PROBLEM TO SOLVE ▸ Reproduce, please, only the lines from the first line below to the line containing "pub struct RandomWordParams", inclusive.

RECORD EXCERPTS ▸

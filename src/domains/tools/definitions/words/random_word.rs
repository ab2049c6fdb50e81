//! Random word tool definition.

use futures::FutureExt;
use rmcp::{
    ErrorData as McpError,
    handler::server::tool::{ToolCallContext, ToolRoute, cached_schema_for_type},
    model::{CallToolResult, JsonObject, Tool},
};
use schemars::JsonSchema;
use serde::Deserialize;
use std::sync::Arc;
use tracing::debug;

use crate::domains::tools::ToolError;
use crate::domains::tools::definitions::common::{
    error_result, parse_params, read_only_annotations, success_result,
};
use crate::domains::words::Vocabulary;

/// The random word tool takes no parameters.
#[derive(Debug, Clone, Default, Deserialize, JsonSchema)]
pub struct RandomWordParams {}

/// Random word tool - returns one word from the vocabulary.
pub struct RandomWordTool;

impl RandomWordTool {
    /// Tool name as registered in MCP.
    pub const NAME: &'static str = "RandomWord";

    /// Tool description shown to clients.
    pub const DESCRIPTION: &'static str = "Gets a random english word";

    pub fn execute(vocabulary: &Vocabulary) -> CallToolResult {
        match vocabulary.random_word() {
            Ok(word) => {
                debug!("Random word: {}", word);
                success_result(word.to_string())
            }
            Err(e) => error_result(&e.to_string()),
        }
    }

    pub fn call(arguments: JsonObject, vocabulary: &Vocabulary) -> Result<CallToolResult, ToolError> {
        let _params: RandomWordParams = parse_params(arguments)?;
        Ok(Self::execute(vocabulary))
    }

    pub fn to_tool() -> Tool {
        Tool {
            name: Self::NAME.into(),
            description: Some(Self::DESCRIPTION.into()),
            input_schema: cached_schema_for_type::<RandomWordParams>(),
            annotations: Some(read_only_annotations(false)),
            output_schema: None,
            icons: None,
            meta: None,
            title: None,
        }
    }

    pub fn create_route<S>(vocabulary: Arc<Vocabulary>) -> ToolRoute<S>
    where
        S: Send + Sync + 'static,
    {
        ToolRoute::new_dyn(Self::to_tool(), move |ctx: ToolCallContext<'_, S>| {
            let args = ctx.arguments.clone().unwrap_or_default();
            let vocabulary = vocabulary.clone();
            async move { Self::call(args, &vocabulary).map_err(McpError::from) }.boxed()
        })
    }
}
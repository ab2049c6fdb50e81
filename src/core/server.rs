//! MCP Server implementation and lifecycle management.
//!
//! This module contains the main server handler that implements the MCP
//! protocol by delegating to the tool domain.
//!
//! ## Tool Architecture
//!
//! Tools are defined in `domains/tools/definitions/` with one file per tool.
//! Each tool defines:
//! - Parameters struct (for rmcp)
//! - `execute()` method (core logic)
//! - `create_route()` method (rmcp routing with cancellation)
//!
//! The ToolRouter is built in `domains/tools/router.rs`. Calls that do not
//! come through a transport go through the [`ToolRegistry`].

use rmcp::{ServerHandler, handler::server::tool::ToolRouter, model::*, tool_handler};
use std::sync::Arc;
use tracing::info;

use super::config::Config;
use crate::domains::tools::{ToolRegistry, ToolServices, build_tool_router};

/// The main MCP server handler.
///
/// Cloned once per connection by the TCP transport; all clones share the
/// same vocabulary and query client.
#[derive(Clone)]
pub struct McpServer {
    /// Server configuration.
    config: Arc<Config>,

    /// In-process dispatch for the same tools the router exposes.
    registry: Arc<ToolRegistry>,

    /// Tool router for handling tool calls.
    tool_router: ToolRouter<Self>,
}

impl McpServer {
    /// Create a new MCP server with the given configuration.
    ///
    /// Loads the vocabulary and prepares the Kusto client. No network
    /// traffic happens until the first query.
    pub fn new(config: Config) -> Self {
        info!("Initializing tool services");
        let services = ToolServices::from_config(&config);
        Self::with_services(config, services)
    }

    /// Create a server around already-built tool services.
    pub fn with_services(config: Config, services: ToolServices) -> Self {
        Self {
            tool_router: build_tool_router::<Self>(services.clone()),
            registry: Arc::new(ToolRegistry::new(services)),
            config: Arc::new(config),
        }
    }

    /// Get the server name.
    pub fn name(&self) -> &str {
        &self.config.server.name
    }

    /// Get the server version.
    pub fn version(&self) -> &str {
        &self.config.server.version
    }

    /// Get the server configuration.
    pub fn config(&self) -> &Arc<Config> {
        &self.config
    }

    /// List all registered tools.
    pub fn list_tools(&self) -> Vec<Tool> {
        self.tool_router.list_all()
    }

    /// Call a tool by name without going through a transport.
    pub async fn call_tool(
        &self,
        name: &str,
        arguments: serde_json::Value,
    ) -> crate::Result<CallToolResult> {
        Ok(self.registry.call_tool(name, arguments).await?)
    }
}

/// ServerHandler implementation with tool_handler macro for automatic tool routing.
#[tool_handler]
impl ServerHandler for McpServer {
    fn get_info(&self) -> ServerInfo {
        ServerInfo {
            instructions: Some(
                "Word utilities (echo, random word, sub-words) and read-only Kusto telemetry queries."
                    .to_string(),
            ),
            capabilities: ServerCapabilities::builder().enable_tools().build(),
            server_info: Implementation {
                name: self.config.server.name.clone(),
                version: self.config.server.version.clone(),
                ..Implementation::from_build_env()
            },
            ..Default::default()
        }
    }
}

#[cfg(test)]
mod tests {
    use super::*;
    use crate::core::Error;
    use crate::domains::kusto::{KustoError, QueryPolicy, QueryResult};
    use crate::domains::tools::ToolError;
    use crate::domains::tools::testing::{FakeExecutor, services_with, text_of};
    use std::time::{Duration, Instant};

    fn server_with(executor: FakeExecutor) -> McpServer {
        McpServer::with_services(
            Config::default(),
            services_with(Arc::new(executor), QueryPolicy::Free),
        )
    }

    #[test]
    fn test_server_lists_all_tools() {
        let server = server_with(FakeExecutor::echoing());
        assert_eq!(server.list_tools().len(), 7);
        assert_eq!(server.name(), Config::default().server.name);
    }

    #[test]
    fn test_server_info_enables_tools_only() {
        let server = server_with(FakeExecutor::echoing());
        let info = server.get_info();
        assert!(info.capabilities.tools.is_some());
        assert!(info.capabilities.resources.is_none());
        assert!(info.capabilities.prompts.is_none());
    }

    #[tokio::test]
    async fn test_failed_query_does_not_poison_server() {
        let server = server_with(FakeExecutor::new(|query| {
            if query.contains("wher ") {
                Err(KustoError::Query {
                    code: "General_BadRequest".to_string(),
                    message: "Syntax error".to_string(),
                })
            } else {
                Ok(QueryResult::default())
            }
        }));

        let result = server
            .call_tool(
                "QueryKusto",
                serde_json::json!({ "query": "StormEvents | wher x" }),
            )
            .await
            .unwrap();
        let payload: serde_json::Value = serde_json::from_str(&text_of(&result)).unwrap();
        assert_eq!(payload["errorKind"], "QueryError");

        let result = server
            .call_tool("Echo", serde_json::json!({ "message": "again" }))
            .await
            .unwrap();
        assert_eq!(text_of(&result), "hello again");

        let result = server
            .call_tool("QueryKusto", serde_json::json!({ "query": "StormEvents" }))
            .await
            .unwrap();
        assert_eq!(text_of(&result), "[]");
    }

    #[tokio::test(flavor = "multi_thread", worker_threads = 2)]
    async fn test_word_tools_do_not_wait_for_queries() {
        let server = server_with(FakeExecutor::echoing().with_delay(Duration::from_millis(300)));

        let started = Instant::now();
        let slow = server.call_tool("QueryKusto", serde_json::json!({ "query": "StormEvents" }));
        let fast = async {
            let result = server
                .call_tool("RandomWord", serde_json::json!({}))
                .await
                .unwrap();
            (result, started.elapsed())
        };

        let (slow_result, (fast_result, fast_elapsed)) = tokio::join!(slow, fast);
        assert!(slow_result.is_ok());
        assert!(!text_of(&fast_result).is_empty());
        assert!(fast_elapsed < Duration::from_millis(300));
    }

    #[tokio::test]
    async fn test_unknown_tool() {
        let server = server_with(FakeExecutor::echoing());
        let result = server.call_tool("Nope", serde_json::json!({})).await;
        assert!(matches!(result, Err(Error::Tool(ToolError::NotFound(_)))));
    }
}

OUTPUT BELOW ▸
filename src/domains/tools/definitions/words/random_word.rs
repository ab2049c6fdb50e81
//! Random word tool definition.

use futures::FutureExt;
use rmcp::{
    ErrorData as McpError,
    handler::server::tool::{ToolCallContext, ToolRoute, cached_schema_for_type},
    model::{CallToolResult, JsonObject, Tool},
};
use schemars::JsonSchema;
use serde::Deserialize;
use std::sync::Arc;
use tracing::debug;

use crate::domains::tools::ToolError;
use crate::domains::tools::definitions::common::{
    error_result, parse_params, read_only_annotations, success_result,
};
use crate::domains::words::Vocabulary;

/// The random word tool takes no parameters.
#[derive(Debug, Clone, Default, Deserialize, JsonSchema)]
pub struct RandomWordParams {}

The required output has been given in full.